§ **WORK REQUIRED**: Search the material for the string "PathBuf" and copy each line where it occurs.
+++
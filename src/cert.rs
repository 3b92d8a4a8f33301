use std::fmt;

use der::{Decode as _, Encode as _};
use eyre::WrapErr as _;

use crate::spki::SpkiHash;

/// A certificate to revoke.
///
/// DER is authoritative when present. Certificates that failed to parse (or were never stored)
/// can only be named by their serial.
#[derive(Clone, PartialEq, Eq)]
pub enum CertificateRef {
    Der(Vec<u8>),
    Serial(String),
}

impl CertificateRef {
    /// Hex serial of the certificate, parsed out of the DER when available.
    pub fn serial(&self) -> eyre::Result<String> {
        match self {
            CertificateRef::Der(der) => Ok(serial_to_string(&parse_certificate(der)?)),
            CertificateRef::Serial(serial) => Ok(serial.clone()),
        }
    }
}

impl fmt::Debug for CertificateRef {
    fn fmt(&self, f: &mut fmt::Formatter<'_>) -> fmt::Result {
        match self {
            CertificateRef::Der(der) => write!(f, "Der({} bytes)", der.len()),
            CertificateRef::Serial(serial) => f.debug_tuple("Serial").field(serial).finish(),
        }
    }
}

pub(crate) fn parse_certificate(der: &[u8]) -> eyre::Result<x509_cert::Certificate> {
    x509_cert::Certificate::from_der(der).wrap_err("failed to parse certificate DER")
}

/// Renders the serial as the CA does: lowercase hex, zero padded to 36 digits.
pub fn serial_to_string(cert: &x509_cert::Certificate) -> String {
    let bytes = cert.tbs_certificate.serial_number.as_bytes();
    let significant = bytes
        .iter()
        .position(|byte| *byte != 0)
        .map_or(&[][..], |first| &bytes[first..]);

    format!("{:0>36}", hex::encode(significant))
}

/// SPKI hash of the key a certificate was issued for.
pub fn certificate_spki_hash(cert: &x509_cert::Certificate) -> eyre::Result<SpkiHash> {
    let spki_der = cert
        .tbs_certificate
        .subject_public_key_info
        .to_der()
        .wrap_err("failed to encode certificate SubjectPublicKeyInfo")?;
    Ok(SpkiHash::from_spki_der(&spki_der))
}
+++
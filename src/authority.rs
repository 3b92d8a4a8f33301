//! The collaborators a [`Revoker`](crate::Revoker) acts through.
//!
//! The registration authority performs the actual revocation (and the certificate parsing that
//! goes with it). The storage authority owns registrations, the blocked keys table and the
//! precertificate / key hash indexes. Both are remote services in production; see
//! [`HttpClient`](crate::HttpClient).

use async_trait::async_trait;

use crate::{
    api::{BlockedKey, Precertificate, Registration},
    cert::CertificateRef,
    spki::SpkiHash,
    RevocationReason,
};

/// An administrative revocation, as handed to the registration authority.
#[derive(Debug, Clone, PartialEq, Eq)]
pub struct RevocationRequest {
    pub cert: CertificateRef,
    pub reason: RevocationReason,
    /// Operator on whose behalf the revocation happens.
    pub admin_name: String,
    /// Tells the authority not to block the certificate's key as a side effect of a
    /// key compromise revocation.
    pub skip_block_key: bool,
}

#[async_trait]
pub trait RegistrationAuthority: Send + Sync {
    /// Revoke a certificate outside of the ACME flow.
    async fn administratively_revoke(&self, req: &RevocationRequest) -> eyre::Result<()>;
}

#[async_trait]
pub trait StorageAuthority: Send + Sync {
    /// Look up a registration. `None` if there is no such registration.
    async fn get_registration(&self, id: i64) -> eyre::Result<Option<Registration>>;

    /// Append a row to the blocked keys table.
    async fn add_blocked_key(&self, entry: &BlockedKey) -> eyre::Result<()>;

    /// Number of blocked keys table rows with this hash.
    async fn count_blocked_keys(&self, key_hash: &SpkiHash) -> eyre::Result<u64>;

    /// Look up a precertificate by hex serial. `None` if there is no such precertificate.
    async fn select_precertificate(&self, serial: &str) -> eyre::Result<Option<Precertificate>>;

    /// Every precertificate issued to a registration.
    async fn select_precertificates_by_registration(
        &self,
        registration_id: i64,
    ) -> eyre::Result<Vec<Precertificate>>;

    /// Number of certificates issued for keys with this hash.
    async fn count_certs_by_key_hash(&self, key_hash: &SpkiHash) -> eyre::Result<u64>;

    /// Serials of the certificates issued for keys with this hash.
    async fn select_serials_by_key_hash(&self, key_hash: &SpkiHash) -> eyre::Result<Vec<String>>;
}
+++
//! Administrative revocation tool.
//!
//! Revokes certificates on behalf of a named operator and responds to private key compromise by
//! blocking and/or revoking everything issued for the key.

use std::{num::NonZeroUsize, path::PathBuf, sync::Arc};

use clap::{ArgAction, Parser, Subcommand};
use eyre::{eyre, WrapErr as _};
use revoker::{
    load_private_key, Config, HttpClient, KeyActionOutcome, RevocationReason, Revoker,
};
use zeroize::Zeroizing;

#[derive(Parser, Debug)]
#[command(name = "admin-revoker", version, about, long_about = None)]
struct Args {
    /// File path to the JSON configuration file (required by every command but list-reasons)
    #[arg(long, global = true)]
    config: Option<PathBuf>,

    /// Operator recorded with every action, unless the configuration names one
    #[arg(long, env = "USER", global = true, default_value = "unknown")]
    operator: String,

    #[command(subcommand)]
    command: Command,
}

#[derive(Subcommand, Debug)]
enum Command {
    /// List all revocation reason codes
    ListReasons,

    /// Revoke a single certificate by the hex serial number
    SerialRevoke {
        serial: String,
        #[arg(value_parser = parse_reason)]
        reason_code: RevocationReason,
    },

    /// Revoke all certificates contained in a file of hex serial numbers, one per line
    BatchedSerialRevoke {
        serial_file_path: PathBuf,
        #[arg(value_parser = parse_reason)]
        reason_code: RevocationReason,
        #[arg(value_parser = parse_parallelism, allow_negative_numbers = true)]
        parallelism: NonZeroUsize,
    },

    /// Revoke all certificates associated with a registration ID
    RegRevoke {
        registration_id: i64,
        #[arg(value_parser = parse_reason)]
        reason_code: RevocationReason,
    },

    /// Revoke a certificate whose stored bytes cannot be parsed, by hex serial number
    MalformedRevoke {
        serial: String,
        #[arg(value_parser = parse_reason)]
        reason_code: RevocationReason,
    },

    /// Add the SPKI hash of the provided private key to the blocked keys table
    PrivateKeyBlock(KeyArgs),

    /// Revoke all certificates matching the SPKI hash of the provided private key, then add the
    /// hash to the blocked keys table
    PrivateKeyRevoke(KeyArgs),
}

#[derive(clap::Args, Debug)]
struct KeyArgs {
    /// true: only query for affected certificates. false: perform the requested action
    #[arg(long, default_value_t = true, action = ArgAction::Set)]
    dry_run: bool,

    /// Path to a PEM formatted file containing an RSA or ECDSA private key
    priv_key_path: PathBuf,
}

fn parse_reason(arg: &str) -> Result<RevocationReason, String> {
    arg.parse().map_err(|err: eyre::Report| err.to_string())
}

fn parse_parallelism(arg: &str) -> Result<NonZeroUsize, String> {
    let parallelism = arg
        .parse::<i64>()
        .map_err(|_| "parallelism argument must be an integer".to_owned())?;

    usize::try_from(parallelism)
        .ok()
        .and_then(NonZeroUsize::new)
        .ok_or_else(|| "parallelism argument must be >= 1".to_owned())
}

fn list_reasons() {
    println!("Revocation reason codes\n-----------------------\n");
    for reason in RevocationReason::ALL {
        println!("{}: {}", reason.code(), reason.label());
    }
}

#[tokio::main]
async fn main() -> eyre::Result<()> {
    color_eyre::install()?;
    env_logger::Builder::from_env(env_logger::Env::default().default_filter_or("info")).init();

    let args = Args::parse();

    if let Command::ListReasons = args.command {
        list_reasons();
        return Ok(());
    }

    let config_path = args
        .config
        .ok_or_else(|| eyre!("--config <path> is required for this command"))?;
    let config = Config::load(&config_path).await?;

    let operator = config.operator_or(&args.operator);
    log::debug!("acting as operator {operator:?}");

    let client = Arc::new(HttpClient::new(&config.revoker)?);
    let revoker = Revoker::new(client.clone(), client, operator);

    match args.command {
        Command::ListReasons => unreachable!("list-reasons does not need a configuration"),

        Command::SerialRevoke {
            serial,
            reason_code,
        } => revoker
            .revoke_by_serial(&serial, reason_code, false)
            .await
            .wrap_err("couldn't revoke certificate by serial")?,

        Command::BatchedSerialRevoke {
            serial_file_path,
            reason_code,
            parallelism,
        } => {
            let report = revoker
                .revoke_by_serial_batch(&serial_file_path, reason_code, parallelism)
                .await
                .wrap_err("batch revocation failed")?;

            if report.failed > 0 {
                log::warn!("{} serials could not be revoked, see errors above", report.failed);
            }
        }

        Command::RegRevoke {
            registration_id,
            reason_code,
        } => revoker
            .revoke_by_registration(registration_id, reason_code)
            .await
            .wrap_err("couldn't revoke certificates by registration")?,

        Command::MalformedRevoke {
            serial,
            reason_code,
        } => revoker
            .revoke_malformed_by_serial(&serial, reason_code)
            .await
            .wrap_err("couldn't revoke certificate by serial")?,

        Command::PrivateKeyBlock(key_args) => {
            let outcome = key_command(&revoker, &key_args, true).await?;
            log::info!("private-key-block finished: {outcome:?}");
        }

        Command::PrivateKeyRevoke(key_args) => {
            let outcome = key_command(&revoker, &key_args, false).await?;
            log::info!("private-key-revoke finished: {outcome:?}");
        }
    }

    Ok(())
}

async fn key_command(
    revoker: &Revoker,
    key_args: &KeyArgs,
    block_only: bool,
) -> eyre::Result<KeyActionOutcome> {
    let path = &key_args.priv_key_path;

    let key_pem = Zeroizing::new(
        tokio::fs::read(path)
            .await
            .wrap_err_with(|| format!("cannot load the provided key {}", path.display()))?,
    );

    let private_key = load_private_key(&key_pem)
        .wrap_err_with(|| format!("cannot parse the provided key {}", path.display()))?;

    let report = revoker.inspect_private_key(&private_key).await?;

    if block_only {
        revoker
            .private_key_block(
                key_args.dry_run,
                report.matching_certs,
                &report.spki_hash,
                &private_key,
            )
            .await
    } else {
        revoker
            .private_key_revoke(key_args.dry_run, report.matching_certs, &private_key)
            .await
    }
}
+++
§ **SOLUTION TO THIS PROBLEM**:
use std::{num::NonZeroUsize, path::PathBuf, sync::Arc};
    config: Option<PathBuf>,
        serial_file_path: PathBuf,
    priv_key_path: PathBuf,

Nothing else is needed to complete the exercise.